# What you are asked to do
Where a line below contains "Instant", count it. Reply with the total only.

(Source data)

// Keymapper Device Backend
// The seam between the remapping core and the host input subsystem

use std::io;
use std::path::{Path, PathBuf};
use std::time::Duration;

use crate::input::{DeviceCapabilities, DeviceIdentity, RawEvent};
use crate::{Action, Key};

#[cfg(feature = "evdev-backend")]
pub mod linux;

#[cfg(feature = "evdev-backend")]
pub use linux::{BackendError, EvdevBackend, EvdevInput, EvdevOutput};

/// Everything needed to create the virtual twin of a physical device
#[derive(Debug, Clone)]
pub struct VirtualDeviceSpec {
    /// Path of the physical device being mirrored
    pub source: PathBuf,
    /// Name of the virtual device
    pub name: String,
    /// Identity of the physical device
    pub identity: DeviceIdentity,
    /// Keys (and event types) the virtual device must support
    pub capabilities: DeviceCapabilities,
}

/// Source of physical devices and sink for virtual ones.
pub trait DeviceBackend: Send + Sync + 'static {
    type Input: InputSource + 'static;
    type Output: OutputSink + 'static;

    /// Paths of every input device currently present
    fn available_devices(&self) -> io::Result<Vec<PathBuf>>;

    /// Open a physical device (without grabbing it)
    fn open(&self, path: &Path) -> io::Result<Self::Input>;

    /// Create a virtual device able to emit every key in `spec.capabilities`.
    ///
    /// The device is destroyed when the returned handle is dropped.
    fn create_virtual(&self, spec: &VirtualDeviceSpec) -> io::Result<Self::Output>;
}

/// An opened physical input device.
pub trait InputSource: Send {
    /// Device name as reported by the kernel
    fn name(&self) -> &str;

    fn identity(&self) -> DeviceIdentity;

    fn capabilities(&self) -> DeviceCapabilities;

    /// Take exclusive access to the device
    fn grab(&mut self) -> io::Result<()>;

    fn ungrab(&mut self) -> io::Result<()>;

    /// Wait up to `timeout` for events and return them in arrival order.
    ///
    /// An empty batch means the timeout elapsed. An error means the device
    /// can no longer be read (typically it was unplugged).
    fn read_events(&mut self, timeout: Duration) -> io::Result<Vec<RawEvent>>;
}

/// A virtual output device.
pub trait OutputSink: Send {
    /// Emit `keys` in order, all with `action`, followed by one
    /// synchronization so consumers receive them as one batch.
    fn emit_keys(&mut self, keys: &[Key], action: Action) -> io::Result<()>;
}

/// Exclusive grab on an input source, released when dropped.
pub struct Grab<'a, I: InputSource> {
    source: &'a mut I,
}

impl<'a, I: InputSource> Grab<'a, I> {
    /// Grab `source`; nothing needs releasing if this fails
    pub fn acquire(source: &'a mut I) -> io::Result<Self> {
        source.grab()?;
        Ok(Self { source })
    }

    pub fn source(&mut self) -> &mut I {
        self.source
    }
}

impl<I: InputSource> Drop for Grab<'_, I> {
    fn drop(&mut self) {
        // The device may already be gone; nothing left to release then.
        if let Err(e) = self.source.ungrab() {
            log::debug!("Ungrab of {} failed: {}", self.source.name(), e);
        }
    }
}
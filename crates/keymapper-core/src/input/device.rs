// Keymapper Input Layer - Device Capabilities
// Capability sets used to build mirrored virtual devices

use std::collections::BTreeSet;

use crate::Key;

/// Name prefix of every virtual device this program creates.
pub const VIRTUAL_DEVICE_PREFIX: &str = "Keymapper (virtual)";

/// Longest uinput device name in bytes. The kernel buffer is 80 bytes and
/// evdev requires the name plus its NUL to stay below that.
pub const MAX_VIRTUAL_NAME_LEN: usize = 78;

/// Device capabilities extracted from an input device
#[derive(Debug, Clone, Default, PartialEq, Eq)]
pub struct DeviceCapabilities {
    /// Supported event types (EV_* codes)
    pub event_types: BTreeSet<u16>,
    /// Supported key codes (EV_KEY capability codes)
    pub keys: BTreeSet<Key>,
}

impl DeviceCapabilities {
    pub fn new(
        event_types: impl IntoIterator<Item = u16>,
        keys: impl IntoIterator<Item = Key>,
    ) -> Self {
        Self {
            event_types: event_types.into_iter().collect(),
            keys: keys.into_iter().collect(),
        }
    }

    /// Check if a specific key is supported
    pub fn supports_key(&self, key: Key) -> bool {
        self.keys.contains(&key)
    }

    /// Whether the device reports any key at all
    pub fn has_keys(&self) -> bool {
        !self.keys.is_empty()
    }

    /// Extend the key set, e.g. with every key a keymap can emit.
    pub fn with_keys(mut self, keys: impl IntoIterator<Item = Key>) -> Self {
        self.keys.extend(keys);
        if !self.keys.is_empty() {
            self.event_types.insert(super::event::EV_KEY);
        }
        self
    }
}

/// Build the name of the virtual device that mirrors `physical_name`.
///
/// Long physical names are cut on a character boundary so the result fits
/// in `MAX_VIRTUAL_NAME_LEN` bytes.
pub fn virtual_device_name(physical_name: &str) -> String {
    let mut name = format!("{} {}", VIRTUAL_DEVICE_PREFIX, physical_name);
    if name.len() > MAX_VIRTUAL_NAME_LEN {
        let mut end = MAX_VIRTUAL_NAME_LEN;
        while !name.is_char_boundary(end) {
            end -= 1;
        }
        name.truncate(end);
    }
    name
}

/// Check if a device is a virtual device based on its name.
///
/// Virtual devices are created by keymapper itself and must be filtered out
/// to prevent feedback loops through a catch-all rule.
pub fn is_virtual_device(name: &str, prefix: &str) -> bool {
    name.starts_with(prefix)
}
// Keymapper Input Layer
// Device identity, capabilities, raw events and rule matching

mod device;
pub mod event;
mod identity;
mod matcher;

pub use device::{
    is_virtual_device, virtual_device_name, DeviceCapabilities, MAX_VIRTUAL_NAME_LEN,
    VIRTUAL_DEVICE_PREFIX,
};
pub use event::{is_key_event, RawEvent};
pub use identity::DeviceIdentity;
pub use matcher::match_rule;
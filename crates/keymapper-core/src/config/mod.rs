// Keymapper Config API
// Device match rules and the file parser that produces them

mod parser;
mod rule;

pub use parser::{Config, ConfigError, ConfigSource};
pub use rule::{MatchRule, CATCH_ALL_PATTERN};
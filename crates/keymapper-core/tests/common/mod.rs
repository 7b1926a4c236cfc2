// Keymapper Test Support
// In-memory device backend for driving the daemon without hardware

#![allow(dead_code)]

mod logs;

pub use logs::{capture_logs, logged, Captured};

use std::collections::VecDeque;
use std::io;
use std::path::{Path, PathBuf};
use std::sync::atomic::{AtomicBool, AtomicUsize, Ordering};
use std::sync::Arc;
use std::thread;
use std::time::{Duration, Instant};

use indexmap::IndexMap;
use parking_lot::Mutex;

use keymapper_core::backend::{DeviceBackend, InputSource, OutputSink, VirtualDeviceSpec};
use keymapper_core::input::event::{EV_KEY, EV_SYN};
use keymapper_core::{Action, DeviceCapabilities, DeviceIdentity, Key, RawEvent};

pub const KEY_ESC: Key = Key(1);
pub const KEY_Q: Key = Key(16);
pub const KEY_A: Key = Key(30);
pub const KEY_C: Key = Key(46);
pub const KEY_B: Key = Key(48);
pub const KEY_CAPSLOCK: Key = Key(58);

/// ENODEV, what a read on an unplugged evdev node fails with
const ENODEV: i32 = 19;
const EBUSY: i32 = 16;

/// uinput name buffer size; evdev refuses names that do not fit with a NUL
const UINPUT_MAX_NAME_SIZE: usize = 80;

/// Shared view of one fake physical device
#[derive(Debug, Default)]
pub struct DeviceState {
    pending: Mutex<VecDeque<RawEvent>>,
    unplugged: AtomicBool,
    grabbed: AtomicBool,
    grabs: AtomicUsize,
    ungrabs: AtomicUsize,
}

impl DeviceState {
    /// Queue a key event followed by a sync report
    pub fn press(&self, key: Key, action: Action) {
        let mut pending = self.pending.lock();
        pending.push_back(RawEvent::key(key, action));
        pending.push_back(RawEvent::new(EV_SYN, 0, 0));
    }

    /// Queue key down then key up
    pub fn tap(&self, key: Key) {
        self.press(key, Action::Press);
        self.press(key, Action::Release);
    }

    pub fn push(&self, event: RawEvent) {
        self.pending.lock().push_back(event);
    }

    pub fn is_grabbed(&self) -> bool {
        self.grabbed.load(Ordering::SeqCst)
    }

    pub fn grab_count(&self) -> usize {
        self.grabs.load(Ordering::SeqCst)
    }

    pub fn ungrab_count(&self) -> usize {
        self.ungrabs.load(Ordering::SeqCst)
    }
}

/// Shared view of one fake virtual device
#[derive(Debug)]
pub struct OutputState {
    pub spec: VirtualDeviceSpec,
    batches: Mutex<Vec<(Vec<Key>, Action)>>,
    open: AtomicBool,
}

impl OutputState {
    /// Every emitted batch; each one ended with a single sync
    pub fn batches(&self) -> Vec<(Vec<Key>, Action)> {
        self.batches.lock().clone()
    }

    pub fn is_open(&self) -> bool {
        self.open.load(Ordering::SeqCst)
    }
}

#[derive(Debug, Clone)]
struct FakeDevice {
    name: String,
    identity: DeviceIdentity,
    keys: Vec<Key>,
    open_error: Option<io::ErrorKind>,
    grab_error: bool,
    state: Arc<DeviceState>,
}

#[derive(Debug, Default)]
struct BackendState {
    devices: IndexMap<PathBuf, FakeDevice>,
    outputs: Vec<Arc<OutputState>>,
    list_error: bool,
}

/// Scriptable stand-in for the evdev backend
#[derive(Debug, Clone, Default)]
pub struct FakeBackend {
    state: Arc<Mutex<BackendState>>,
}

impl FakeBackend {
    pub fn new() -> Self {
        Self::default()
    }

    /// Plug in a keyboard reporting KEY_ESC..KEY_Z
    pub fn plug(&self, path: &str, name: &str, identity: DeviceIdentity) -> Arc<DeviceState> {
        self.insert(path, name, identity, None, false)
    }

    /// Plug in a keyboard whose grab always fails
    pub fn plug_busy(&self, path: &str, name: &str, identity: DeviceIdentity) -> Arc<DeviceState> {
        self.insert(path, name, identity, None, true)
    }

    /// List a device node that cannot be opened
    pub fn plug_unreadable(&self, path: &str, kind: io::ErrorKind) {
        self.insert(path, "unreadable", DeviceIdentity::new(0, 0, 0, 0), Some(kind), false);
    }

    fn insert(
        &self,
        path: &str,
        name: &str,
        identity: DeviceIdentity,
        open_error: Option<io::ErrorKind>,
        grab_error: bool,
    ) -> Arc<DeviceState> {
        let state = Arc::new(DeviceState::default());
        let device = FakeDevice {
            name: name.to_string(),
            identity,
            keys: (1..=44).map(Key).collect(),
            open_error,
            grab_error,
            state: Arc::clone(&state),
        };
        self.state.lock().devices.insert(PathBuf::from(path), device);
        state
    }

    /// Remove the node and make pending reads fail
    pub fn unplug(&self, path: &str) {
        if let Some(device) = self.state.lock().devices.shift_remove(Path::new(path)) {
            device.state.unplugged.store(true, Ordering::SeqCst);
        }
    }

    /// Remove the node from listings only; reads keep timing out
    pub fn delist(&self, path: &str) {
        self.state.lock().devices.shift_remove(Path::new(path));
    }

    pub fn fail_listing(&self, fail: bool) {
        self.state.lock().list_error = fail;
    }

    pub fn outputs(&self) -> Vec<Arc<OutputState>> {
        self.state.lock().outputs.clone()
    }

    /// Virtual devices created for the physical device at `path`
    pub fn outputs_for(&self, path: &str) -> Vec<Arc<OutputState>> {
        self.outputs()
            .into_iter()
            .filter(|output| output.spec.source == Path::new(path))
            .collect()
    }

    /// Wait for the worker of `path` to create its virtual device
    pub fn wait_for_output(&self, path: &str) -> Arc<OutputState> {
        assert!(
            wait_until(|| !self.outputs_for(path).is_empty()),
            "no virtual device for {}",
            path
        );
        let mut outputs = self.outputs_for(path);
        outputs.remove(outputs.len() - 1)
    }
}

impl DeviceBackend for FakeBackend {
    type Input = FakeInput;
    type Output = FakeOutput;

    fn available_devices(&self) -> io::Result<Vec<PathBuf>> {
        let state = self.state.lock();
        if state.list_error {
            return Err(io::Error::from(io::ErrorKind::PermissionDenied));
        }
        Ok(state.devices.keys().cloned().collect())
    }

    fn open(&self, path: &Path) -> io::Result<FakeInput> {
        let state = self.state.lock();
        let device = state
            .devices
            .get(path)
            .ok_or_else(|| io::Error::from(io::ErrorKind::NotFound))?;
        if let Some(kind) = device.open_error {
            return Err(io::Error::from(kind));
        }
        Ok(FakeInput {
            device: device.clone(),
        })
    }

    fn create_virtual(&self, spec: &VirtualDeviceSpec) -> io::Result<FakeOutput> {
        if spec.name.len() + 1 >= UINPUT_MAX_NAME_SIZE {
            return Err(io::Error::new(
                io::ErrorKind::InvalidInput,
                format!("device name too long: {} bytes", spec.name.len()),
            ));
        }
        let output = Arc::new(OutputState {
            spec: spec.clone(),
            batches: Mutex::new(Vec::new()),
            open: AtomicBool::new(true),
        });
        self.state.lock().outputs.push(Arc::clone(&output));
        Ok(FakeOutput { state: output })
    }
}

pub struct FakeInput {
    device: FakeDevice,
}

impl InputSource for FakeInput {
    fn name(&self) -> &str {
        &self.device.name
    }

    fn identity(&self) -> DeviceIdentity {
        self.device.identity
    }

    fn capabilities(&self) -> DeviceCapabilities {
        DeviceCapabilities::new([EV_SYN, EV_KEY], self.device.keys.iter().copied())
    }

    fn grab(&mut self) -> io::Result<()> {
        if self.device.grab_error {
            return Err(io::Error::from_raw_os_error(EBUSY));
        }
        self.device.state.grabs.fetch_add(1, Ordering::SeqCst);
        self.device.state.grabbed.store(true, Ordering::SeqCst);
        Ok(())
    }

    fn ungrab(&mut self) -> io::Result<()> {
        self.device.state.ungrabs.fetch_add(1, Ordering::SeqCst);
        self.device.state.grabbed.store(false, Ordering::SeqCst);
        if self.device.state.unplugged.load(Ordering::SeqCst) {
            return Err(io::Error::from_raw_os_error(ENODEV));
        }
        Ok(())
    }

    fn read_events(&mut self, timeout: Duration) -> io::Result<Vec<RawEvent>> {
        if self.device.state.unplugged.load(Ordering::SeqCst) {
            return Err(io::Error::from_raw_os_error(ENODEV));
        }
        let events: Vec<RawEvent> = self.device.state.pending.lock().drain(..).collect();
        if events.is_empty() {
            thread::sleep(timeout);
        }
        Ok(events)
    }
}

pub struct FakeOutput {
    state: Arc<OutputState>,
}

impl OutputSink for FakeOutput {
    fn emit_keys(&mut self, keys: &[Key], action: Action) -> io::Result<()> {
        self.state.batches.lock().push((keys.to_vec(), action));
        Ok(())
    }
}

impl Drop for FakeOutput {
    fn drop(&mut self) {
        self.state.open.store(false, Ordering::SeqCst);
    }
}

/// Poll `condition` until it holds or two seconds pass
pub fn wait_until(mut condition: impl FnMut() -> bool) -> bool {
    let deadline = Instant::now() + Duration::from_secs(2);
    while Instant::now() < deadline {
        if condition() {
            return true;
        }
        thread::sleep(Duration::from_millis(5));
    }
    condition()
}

# Task output
3